Segment Start: Records

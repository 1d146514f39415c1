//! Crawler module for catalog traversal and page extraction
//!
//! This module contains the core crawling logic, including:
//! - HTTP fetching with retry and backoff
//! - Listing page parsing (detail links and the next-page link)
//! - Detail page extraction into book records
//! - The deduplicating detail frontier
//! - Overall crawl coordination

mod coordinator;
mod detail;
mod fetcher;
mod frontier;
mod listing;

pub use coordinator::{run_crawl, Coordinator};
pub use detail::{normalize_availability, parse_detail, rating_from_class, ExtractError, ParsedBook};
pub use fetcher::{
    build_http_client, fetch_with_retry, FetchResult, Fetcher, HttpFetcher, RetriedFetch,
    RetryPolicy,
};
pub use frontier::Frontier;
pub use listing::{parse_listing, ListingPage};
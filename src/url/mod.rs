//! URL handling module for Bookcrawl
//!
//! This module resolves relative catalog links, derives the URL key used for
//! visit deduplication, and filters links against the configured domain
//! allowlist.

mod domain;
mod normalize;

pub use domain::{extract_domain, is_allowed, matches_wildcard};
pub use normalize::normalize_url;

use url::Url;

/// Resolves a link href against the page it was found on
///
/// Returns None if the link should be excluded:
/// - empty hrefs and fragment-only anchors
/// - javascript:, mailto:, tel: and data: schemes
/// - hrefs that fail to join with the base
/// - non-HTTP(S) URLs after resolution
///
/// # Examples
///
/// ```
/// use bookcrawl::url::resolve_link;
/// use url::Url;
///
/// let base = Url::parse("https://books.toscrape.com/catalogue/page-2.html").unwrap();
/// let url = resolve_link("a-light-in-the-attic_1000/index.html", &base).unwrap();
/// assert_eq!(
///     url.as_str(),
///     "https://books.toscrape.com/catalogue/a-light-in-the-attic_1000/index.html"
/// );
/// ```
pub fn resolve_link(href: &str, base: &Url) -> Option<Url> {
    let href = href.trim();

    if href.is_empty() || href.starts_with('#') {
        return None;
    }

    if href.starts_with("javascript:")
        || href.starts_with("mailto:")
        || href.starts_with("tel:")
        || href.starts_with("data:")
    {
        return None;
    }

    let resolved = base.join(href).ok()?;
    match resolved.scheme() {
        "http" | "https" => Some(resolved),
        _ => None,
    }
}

Segment End: Records

Your task: Report every line above that has the string "links" in it.

Response:
//! - Listing page parsing (detail links and the next-page link)
//! This module resolves relative catalog links, derives the URL key used for
//! visit deduplication, and filters links against the configured domain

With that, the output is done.